Pesquisa aponta mudança cultural como fator de maior adoção das práticas de Big Data.
A TCS (Tata Consultancy Services) divulgou o relatório The Emerging Big Returns from Big Data, sobre as tendências e desafios globais em TI.
Segundo o estudo, um dos maiores desafios na implementação de ações de Big Data é fazer com que diferentes unidades comerciais compartilhem informações entre os vários departamentos organizacionais. Outro é o desafio tecnológico para a empresa ser capaz de lidar com o alto volume, velocidade e variedade do Big Data.
“Big Data apresenta um enorme potencial e aqueles que o adotarem o quanto antes projetarão um alto ROI sobre seus investimentos.”, afirma Satya Ramaswamy, vice-presidente e diretor global de Mobilidade e de Soluções da Próxima Geração na TCS. “Porém, superar os desafios tecnológicos faz parte do processo. As empresas precisam considerar cuidadosamente a aplicação de iniciativas de Big Data na organização.
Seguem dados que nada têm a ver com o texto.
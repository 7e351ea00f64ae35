//! Staffing backfill.
//!
//! After the preference rounds, every slot still below the minimum is topped
//! up with whoever is free that day and under the weekly cap, chosen in
//! random order. Backfill ignores the preferred-shift cap.

use rand::Rng;
use rand::seq::SliceRandom;
use tracing::debug;

use crate::models::{AssignmentSource, Day, EmployeePreferences, ShiftType};

use super::ledger::AssignmentLedger;

/// Tops up each `(day, shift)` to `minimum`, Monday first and in shift
/// declaration order. Slots stay short when no one is available.
pub(crate) fn backfill<'a, R: Rng + ?Sized>(
    employees: &[&'a EmployeePreferences],
    ledger: &mut AssignmentLedger<'a>,
    minimum: usize,
    rng: &mut R,
) {
    for day in Day::ALL {
        for shift in ShiftType::ALL {
            let need = minimum.saturating_sub(ledger.count(day, shift));
            if need == 0 {
                continue;
            }

            let mut candidates: Vec<&'a str> = employees
                .iter()
                .copied()
                .map(|e| e.name.as_str())
                .filter(|name| ledger.can_assign(name, day))
                .collect();
            candidates.shuffle(rng);

            debug!(%day, %shift, need, available = candidates.len(), "Backfilling shift");

            for name in candidates.into_iter().take(need) {
                ledger.assign(name, day, shift, AssignmentSource::Backfill, None);
            }
        }
    }
}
As empresas precisam também levar em consideração as alterações culturais dentro da organização para acelerar a sua adoção”, completa.
“Os investimentos nesse setor devem ser prioridade para as empresas que estão preocupadas com seu crescimento e no diferencial que irão oferecer no mercado em que atuam”, afirma Ankur Prakash, Diretor de Operações da TCS América Latina.
Segundo a pesquisa, 44% dos investimentos em Big Data são aplicados em funções empresariais de acordo com sua receita: vendas, marketing e P&D/Desenvolvimento de novos produtos. Muito pouco (24%) é destinado a funções de back-office, o que engloba TI, finanças e RH.
Um detalhamento regional mostra que as empresas americanas são líderes na adoção de iniciativas de Big Data (68%), seguidas pelas latino-americanas (51%), europeias (45%) e asiáticas (39%).
Os varejistas apresentam o maior número de líderes em Big Data com 35% dos que responderam à pesquisa esperando ROIs superiores a 50% no ano passado.
Os líderes em Big Data se diferem dos não-líderes em três pontos: ao analisar e processar Big Data, na combinação de dados utilizada e nos gastos.
Entre os líderes, 79% utilizam a equipe de TI ou uma específica para análise de Big Data e 21% realizam análises nas unidades comerciais (BUs). Já os não-líderes realizam 68% de suas análises fora das BUs.
Os líderes utilizam mais dados não estruturados e semiestruturados (55%), e dados externos (37%) do que os não-líderes, que utilizam 46% de dados não estruturados e semiestruturados e 26% de dados externos.
O volume de gastos também é um diferencial: líderes gastaram US$ 24 milhões em 2012 e esperam gastar US$ 26 milhões até 2015. Os não-líderes gastaram US$ 7 milhões e projetam um gasto de US$ 13 milhões até 2015.